Pressure Sensitivity of Axial-Flow and Centrifugal-Flow Left Ventricular Assist Devices

Continuous-flow ventricular assist devices (CF-VADs) defy normal physiologic principles associated with pulsatile flow. Despite being programmed at set speeds, pump flow can be modified by variations in the pressure differential across the pump, termed pressure sensitivity (PS). Currently, PS has been reported using steady-state closed-loop systems that are unable to provide physiologically-relevant assessment of PS or account for partially- or fully-unloaded ventricles. We report a unique model system to examine PS and its influence on efficiency of CF-VADs. A mock-circulation loop was designed that measures low and high extremes of pressure differential. Two axial-flow and two centrifugal-flow VADs were tested. Device output flow rate, preload, and afterload were measured and PS was calculated. Numerical models were implemented to simulate “fully-loaded,” “partially-unloaded,” and “fully-unloaded” cardiac cycles.

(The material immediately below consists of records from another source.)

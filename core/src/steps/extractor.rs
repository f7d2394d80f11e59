//! Syntax step extractor
//!
//! Pre-order, document-order walk over a parsed program. The walk threads an
//! [`Extraction`] context by value: every visit takes the context and returns
//! it with any new steps, declared functions and bound variables added.

use serde::{Deserialize, Serialize};
use std::collections::BTreeMap;

use super::classifier::{classify, nested_action, Ancestor, Node};
use super::{render, Step};
use crate::parser::parse_program;
use crate::types::ast::{ClassMember, Expr, FunctionBody, Pattern, Program, Stmt};
use crate::types::Val;

/// Entry in the declared-function table (display only)
#[derive(Debug, Clone, PartialEq, Serialize, Deserialize)]
#[serde(rename_all = "camelCase")]
pub struct FunctionInfo {
    pub name: String,
    pub params: Vec<String>,
    pub is_async: bool,
    pub source_line: usize,
}

/// Accumulated result of a walk
#[derive(Debug, Clone, Default, Serialize, Deserialize)]
pub struct Extraction {
    pub steps: Vec<Step>,
    pub functions: BTreeMap<String, FunctionInfo>,
    pub variables: BTreeMap<String, Val>,
}

impl Extraction {
    pub fn new() -> Self {
        Self::default()
    }

    /// Classify `node` against the current tables and append the step
    fn emit(mut self, node: Node<'_>, ancestry: &[Ancestor]) -> Self {
        let step = classify(node, ancestry, &self);
        for (name, value) in &step.bound_variables {
            self.variables.insert(name.clone(), value.clone());
        }
        self.steps.push(step);
        self
    }

    fn declare_function(mut self, info: FunctionInfo) -> Self {
        self.functions.insert(info.name.clone(), info);
        self
    }
}

/* ===================== Public API ===================== */

/// Compile source text into its ordered list of steps
///
/// Never fails: unparseable input yields a single `Error` step carrying the
/// parser message, empty input yields no steps.
pub fn parse_code_to_steps(source: &str) -> Vec<Step> {
    extract_program(source).steps
}

/// Compile source text, keeping the function and variable tables
pub fn extract_program(source: &str) -> Extraction {
    match parse_program(source) {
        Ok(program) => extract(&program),
        Err(err) => {
            let line = err.span().map(|span| span.line()).unwrap_or(1);
            tracing::debug!(line, error = %err, "Source failed to parse");
            Extraction {
                steps: vec![Step::parse_error(err.message(), line)],
                ..Extraction::default()
            }
        }
    }
}

/// Walk an already parsed program
pub fn extract(program: &Program) -> Extraction {
    let mut ancestry = Vec::new();
    let cx = program
        .body
        .iter()
        .fold(Extraction::new(), |cx, stmt| visit_stmt(cx, stmt, &mut ancestry));
    tracing::debug!(
        steps = cx.steps.len(),
        functions = cx.functions.len(),
        "Extracted steps"
    );
    cx
}

/* ===================== Statements ===================== */

fn visit_stmt(cx: Extraction, stmt: &Stmt, ancestry: &mut Vec<Ancestor>) -> Extraction {
    match stmt {
        Stmt::Block { body, .. } => body
            .iter()
            .fold(cx, |cx, child| visit_stmt(cx, child, ancestry)),
        Stmt::Empty { .. } => cx,
        Stmt::Declare { declarators, .. } => {
            let mut cx = cx;
            for declarator in declarators {
                if let (
                    Some(name),
                    Some(Expr::Function {
                        params, is_async, ..
                    }),
                ) = (declarator.target.as_ident(), &declarator.init)
                {
                    cx = cx.declare_function(FunctionInfo {
                        name: name.to_string(),
                        params: params.iter().map(render::pattern).collect(),
                        is_async: *is_async,
                        source_line: declarator.span.line(),
                    });
                }
            }
            let mut cx = cx.emit(Node::Stmt(stmt), ancestry);
            for declarator in declarators {
                cx = visit_pattern_defaults(cx, &declarator.target, ancestry);
                cx = match (declarator.target.as_ident(), &declarator.init) {
                    (Some(name), Some(Expr::Function { body, .. })) => within(
                        cx,
                        ancestry,
                        Ancestor::Function(name.to_string()),
                        |cx, ancestry| visit_function_body(cx, body, ancestry),
                    ),
                    (_, Some(init)) => visit_expr(cx, init, ancestry),
                    (_, None) => cx,
                };
            }
            cx
        }
        Stmt::FunctionDecl {
            name,
            params,
            is_async,
            body,
            span,
        } => {
            let cx = cx
                .declare_function(FunctionInfo {
                    name: name.clone(),
                    params: params.iter().map(render::pattern).collect(),
                    is_async: *is_async,
                    source_line: span.line(),
                })
                .emit(Node::Stmt(stmt), ancestry);
            within(cx, ancestry, Ancestor::Function(name.clone()), |cx, ancestry| {
                visit_stmt(cx, body, ancestry)
            })
        }
        Stmt::If {
            test,
            then_s,
            else_s,
            ..
        } => {
            let cx = cx.emit(Node::Stmt(stmt), ancestry);
            let cx = visit_expr(cx, test, ancestry);
            within(cx, ancestry, Ancestor::Conditional, |cx, ancestry| {
                let cx = visit_stmt(cx, then_s, ancestry);
                match else_s {
                    Some(else_s) => visit_stmt(cx, else_s, ancestry),
                    None => cx,
                }
            })
        }
        Stmt::While { test, body, .. } => {
            let cx = cx.emit(Node::Stmt(stmt), ancestry);
            let cx = visit_expr(cx, test, ancestry);
            within(cx, ancestry, Ancestor::Loop, |cx, ancestry| {
                visit_stmt(cx, body, ancestry)
            })
        }
        Stmt::DoWhile { body, test, .. } => {
            let cx = cx.emit(Node::Stmt(stmt), ancestry);
            let cx = within(cx, ancestry, Ancestor::Loop, |cx, ancestry| {
                visit_stmt(cx, body, ancestry)
            });
            visit_expr(cx, test, ancestry)
        }
        Stmt::For {
            init,
            test,
            update,
            body,
            ..
        } => {
            let mut cx = cx.emit(Node::Stmt(stmt), ancestry);
            if let Some(init) = init {
                cx = visit_stmt(cx, init, ancestry);
            }
            if let Some(test) = test {
                cx = visit_expr(cx, test, ancestry);
            }
            if let Some(update) = update {
                cx = visit_expr(cx, update, ancestry);
            }
            within(cx, ancestry, Ancestor::Loop, |cx, ancestry| {
                visit_stmt(cx, body, ancestry)
            })
        }
        Stmt::ForLoop { iterable, body, .. } => {
            let cx = cx.emit(Node::Stmt(stmt), ancestry);
            let cx = visit_expr(cx, iterable, ancestry);
            within(cx, ancestry, Ancestor::Loop, |cx, ancestry| {
                visit_stmt(cx, body, ancestry)
            })
        }
        Stmt::Return { value, .. } => {
            let cx = cx.emit(Node::Stmt(stmt), ancestry);
            match value {
                Some(value) => visit_expr(cx, value, ancestry),
                None => cx,
            }
        }
        Stmt::Throw { value, .. } => {
            let cx = cx.emit(Node::Stmt(stmt), ancestry);
            visit_expr(cx, value, ancestry)
        }
        Stmt::Break { .. } | Stmt::Continue { .. } => cx.emit(Node::Stmt(stmt), ancestry),
        Stmt::Try {
            body,
            catch_body,
            finally_body,
            ..
        } => {
            let cx = cx.emit(Node::Stmt(stmt), ancestry);
            within(cx, ancestry, Ancestor::Try, |cx, ancestry| {
                let mut cx = visit_stmt(cx, body, ancestry);
                if let Some(catch_body) = catch_body {
                    cx = visit_stmt(cx, catch_body, ancestry);
                }
                if let Some(finally_body) = finally_body {
                    cx = visit_stmt(cx, finally_body, ancestry);
                }
                cx
            })
        }
        Stmt::Switch {
            discriminant,
            cases,
            ..
        } => {
            let cx = cx.emit(Node::Stmt(stmt), ancestry);
            let cx = visit_expr(cx, discriminant, ancestry);
            within(cx, ancestry, Ancestor::Conditional, |cx, ancestry| {
                cases.iter().fold(cx, |cx, case| {
                    let cx = match &case.test {
                        Some(test) => visit_expr(cx, test, ancestry),
                        None => cx,
                    };
                    case.body
                        .iter()
                        .fold(cx, |cx, child| visit_stmt(cx, child, ancestry))
                })
            })
        }
        Stmt::ClassDecl {
            name,
            superclass,
            members,
            ..
        } => {
            let mut cx = cx.emit(Node::Stmt(stmt), ancestry);
            if let Some(base) = superclass {
                cx = visit_expr(cx, base, ancestry);
            }
            members.iter().fold(cx, |cx, member| match member {
                ClassMember::Method {
                    name: method,
                    function: Expr::Function { body, .. },
                    ..
                } => within(
                    cx,
                    ancestry,
                    Ancestor::Function(format!("{}.{}", name, method)),
                    |cx, ancestry| visit_function_body(cx, body, ancestry),
                ),
                ClassMember::Method { function, .. } => visit_expr(cx, function, ancestry),
                ClassMember::Field {
                    value: Some(value), ..
                } => visit_expr(cx, value, ancestry),
                ClassMember::Field { value: None, .. } => cx,
            })
        }
        Stmt::Labeled { body, .. } => visit_stmt(cx, body, ancestry),
        Stmt::Unknown { .. } => cx.emit(Node::Stmt(stmt), ancestry),
        Stmt::Expr { expr, .. } => {
            let cx = cx.emit(Node::Stmt(stmt), ancestry);
            visit_expr_children(cx, expr, ancestry)
        }
    }
}

/// Walk the default values inside a binding pattern
fn visit_pattern_defaults(
    cx: Extraction,
    pattern: &Pattern,
    ancestry: &mut Vec<Ancestor>,
) -> Extraction {
    match pattern {
        Pattern::Ident { .. } => cx,
        Pattern::Array { elements, .. } => elements
            .iter()
            .flatten()
            .fold(cx, |cx, element| visit_pattern_defaults(cx, element, ancestry)),
        Pattern::Object { properties, .. } => properties
            .iter()
            .fold(cx, |cx, (_, target)| visit_pattern_defaults(cx, target, ancestry)),
        Pattern::Rest { target, .. } => visit_pattern_defaults(cx, target, ancestry),
        Pattern::Default { target, value, .. } => {
            let cx = visit_pattern_defaults(cx, target, ancestry);
            visit_expr(cx, value, ancestry)
        }
    }
}

/* ===================== Expressions ===================== */

/// Emit a step for `expr` if it is scheduling-relevant, then walk its children
fn visit_expr(cx: Extraction, expr: &Expr, ancestry: &mut Vec<Ancestor>) -> Extraction {
    let cx = if nested_action(expr, &cx).is_some() {
        cx.emit(Node::Expr(expr), ancestry)
    } else {
        cx
    };
    visit_expr_children(cx, expr, ancestry)
}

fn visit_expr_children(cx: Extraction, expr: &Expr, ancestry: &mut Vec<Ancestor>) -> Extraction {
    match expr {
        Expr::LitBool { .. }
        | Expr::LitNum { .. }
        | Expr::LitStr { .. }
        | Expr::LitNull { .. }
        | Expr::LitRegex { .. }
        | Expr::Ident { .. } => cx,
        Expr::LitTemplate { exprs, .. } => visit_all(cx, exprs, ancestry),
        Expr::LitList { elements, .. } => visit_all(cx, elements, ancestry),
        Expr::LitObj { properties, .. } => properties
            .iter()
            .fold(cx, |cx, (_, _, value)| visit_expr(cx, value, ancestry)),
        Expr::Member { object, .. } => visit_expr(cx, object, ancestry),
        Expr::Index { object, index, .. } => {
            let cx = visit_expr(cx, object, ancestry);
            visit_expr(cx, index, ancestry)
        }
        Expr::Call { callee, args, .. } | Expr::New { callee, args, .. } => {
            let cx = visit_expr(cx, callee, ancestry);
            let owner = callback_owner(callee);
            args.iter().fold(cx, |cx, arg| match arg {
                Expr::Function { body, .. } => within(
                    cx,
                    ancestry,
                    Ancestor::Callback { of: owner.clone() },
                    |cx, ancestry| visit_function_body(cx, body, ancestry),
                ),
                _ => visit_expr(cx, arg, ancestry),
            })
        }
        Expr::Await { inner, .. } => visit_expr(cx, inner, ancestry),
        Expr::Function { name, body, .. } => {
            let label = name.clone().unwrap_or_else(|| "anonymous".to_string());
            within(cx, ancestry, Ancestor::Function(label), |cx, ancestry| {
                visit_function_body(cx, body, ancestry)
            })
        }
        Expr::Unary { operand, .. } => visit_expr(cx, operand, ancestry),
        Expr::Update { target, .. } => visit_expr(cx, target, ancestry),
        Expr::BinaryOp { left, right, .. } => {
            let cx = visit_expr(cx, left, ancestry);
            visit_expr(cx, right, ancestry)
        }
        Expr::Assign { target, value, .. } => {
            let cx = visit_expr(cx, target, ancestry);
            visit_expr(cx, value, ancestry)
        }
        Expr::Ternary {
            condition,
            consequent,
            alternate,
            ..
        } => {
            let cx = visit_expr(cx, condition, ancestry);
            let cx = visit_expr(cx, consequent, ancestry);
            visit_expr(cx, alternate, ancestry)
        }
        Expr::Spread { inner, .. } => visit_expr(cx, inner, ancestry),
        Expr::Sequence { exprs, .. } => visit_all(cx, exprs, ancestry),
    }
}

fn visit_all(cx: Extraction, exprs: &[Expr], ancestry: &mut Vec<Ancestor>) -> Extraction {
    exprs
        .iter()
        .fold(cx, |cx, expr| visit_expr(cx, expr, ancestry))
}

fn visit_function_body(
    cx: Extraction,
    body: &FunctionBody,
    ancestry: &mut Vec<Ancestor>,
) -> Extraction {
    match body {
        FunctionBody::Block { body } => visit_stmt(cx, body, ancestry),
        FunctionBody::Expr { expr } => visit_expr(cx, expr, ancestry),
    }
}

/// Run `visit` with `ancestor` pushed onto the ancestry
fn within<F>(
    cx: Extraction,
    ancestry: &mut Vec<Ancestor>,
    ancestor: Ancestor,
    visit: F,
) -> Extraction
where
    F: FnOnce(Extraction, &mut Vec<Ancestor>) -> Extraction,
{
    ancestry.push(ancestor);
    let cx = visit(cx, ancestry);
    ancestry.pop();
    cx
}

/// Name used to label callbacks passed to a call
fn callback_owner(callee: &Expr) -> String {
    match callee {
        Expr::Member { property, .. } => match callee.dotted_name() {
            Some(name) => name,
            None => format!(".{}", property),
        },
        other => other.dotted_name().unwrap_or_else(|| "anonymous".to_string()),
    }
}

/// Loopviz CLI
///
/// Extracts event-loop steps from a script and simulates their scheduling.

use loopviz_core::cli;

#[tokio::main]
async fn main() {
    if let Err(e) = cli::run_cli().await {
        eprintln!("Error: {:#}", e);
        std::process::exit(1);
    }
}
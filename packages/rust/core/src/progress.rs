//! Progress reporting for the pipeline.

use crate::outcome::RunReport;

/// Progress callback for reporting pipeline status.
pub trait ProgressReporter: Send + Sync {
    /// Called before each numbered step (`current` is 1-based).
    fn step(&self, current: usize, total: usize, label: &str);
    /// Called when the run completes, fully or partially.
    fn done(&self, report: &RunReport);
}

/// No-op progress reporter for headless/test usage.
pub struct SilentProgress;

impl ProgressReporter for SilentProgress {
    fn step(&self, _current: usize, _total: usize, _label: &str) {}
    fn done(&self, _report: &RunReport) {}
}

/// Numbers pipeline steps as they are announced.
#[derive(Debug)]
pub struct StepCounter {
    current: usize,
    total: usize,
}

impl StepCounter {
    pub fn new(total: usize) -> Self {
        Self { current: 0, total }
    }

    /// Announce the next step and return its number.
    pub fn next(&mut self, progress: &dyn ProgressReporter, label: &str) -> usize {
        self.current += 1;
        tracing::info!(step = self.current, total = self.total, "{label}");
        progress.step(self.current, self.total, label);
        self.current
    }

    pub fn total(&self) -> usize {
        self.total
    }
}
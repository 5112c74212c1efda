//! Notebook session management: create the notebook, register the source,
//! wait for ingestion, and remove the notebook on request.

use std::path::Path;
use std::time::Duration;

use tracing::{info, instrument};

use infographic_shared::{
    InfographicError, NOTEBOOK_ID_FILE, NotebookId, Result, SOURCE_ID_FILE, SourceId, ToolConfig,
};

use crate::artifact;
use crate::runner::{CommandRunner, args};

/// Identifiers of the remote notebook and its registered source.
#[derive(Debug, Clone, PartialEq, Eq)]
pub struct Session {
    pub notebook_id: NotebookId,
    pub source_id: SourceId,
}

/// Create a notebook.
///
/// The notebook exists remotely once this returns, whether or not its ID is
/// later saved with [`persist_notebook_id`].
#[instrument(skip_all, fields(title = %tool.notebook_title))]
pub async fn create_session<R: CommandRunner>(runner: &R, tool: &ToolConfig) -> Result<NotebookId> {
    let raw = runner
        .run(&tool.program, &args(["create", tool.notebook_title.as_str()]))
        .await?;
    let notebook_id = NotebookId::new(raw);
    info!(%notebook_id, "notebook created");
    Ok(notebook_id)
}

/// Save the notebook ID to `notebook-id.txt`.
pub fn persist_notebook_id(output_dir: &Path, notebook_id: &NotebookId) -> Result<()> {
    artifact::write_text(&output_dir.join(NOTEBOOK_ID_FILE), notebook_id.as_str())
}

/// Register the source document and persist its ID to `source-id.txt`.
#[instrument(skip_all, fields(notebook_id = %notebook_id, source = %source_path.display()))]
pub async fn register_source<R: CommandRunner>(
    runner: &R,
    tool: &ToolConfig,
    notebook_id: &NotebookId,
    source_path: &Path,
    output_dir: &Path,
) -> Result<SourceId> {
    let argv = vec![
        "add".to_string(),
        notebook_id.to_string(),
        source_path.to_string_lossy().into_owned(),
    ];
    let raw = runner.run(&tool.program, &argv).await?;
    let source_id = SourceId::new(raw);

    artifact::write_text(&output_dir.join(SOURCE_ID_FILE), source_id.as_str())?;
    info!(%source_id, "source registered");

    Ok(source_id)
}

/// Block for a fixed delay so upstream ingestion can catch up.
///
/// Nothing is confirmed: the source may still be processing afterwards.
pub async fn await_processing(delay: Duration) {
    info!(delay_ms = delay.as_millis() as u64, "waiting for source processing");
    tokio::time::sleep(delay).await;
}

/// Delete a notebook with the tool's `rm` subcommand.
#[instrument(skip_all, fields(notebook_id = %notebook_id))]
pub async fn delete_session<R: CommandRunner>(
    runner: &R,
    tool: &ToolConfig,
    notebook_id: &NotebookId,
) -> Result<()> {
    runner
        .run(&tool.program, &args(["rm", notebook_id.as_str()]))
        .await?;
    info!("notebook removed");
    Ok(())
}

/// Read the notebook ID persisted by a previous run.
pub fn read_notebook_id(output_dir: &Path) -> Result<NotebookId> {
    let path = output_dir.join(NOTEBOOK_ID_FILE);
    let raw = std::fs::read_to_string(&path).map_err(|e| InfographicError::io(&path, e))?;
    let trimmed = raw.trim();
    if trimmed.is_empty() {
        return Err(InfographicError::config(format!(
            "{} is empty",
            path.display()
        )));
    }
    Ok(NotebookId::new(trimmed))
}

Our open-loop model successfully generated pressure gradients that were lower than typical when using static, closed-loop systems. All devices exhibit highest PS during early diastole; however, average PS values of centrifugal-flow were 3× greater than axial-flow devices. The average maximum PS for the axial and centrifugal VADs under physiologic conditions was 0.08 and 0.42 L/min/mmHg, respectively. Compared to the axial-flow pumps, the two centrifugal-flow VADs in our study demonstrate increased PS at intermediate to low flow rates. Enhanced device PS allows for more effective self-regulation of device output, thus allowing a given VAD to better mimic the native heart under exercise conditions, and minimize undesirable effects, including ventricular suck-down or atrial collapse.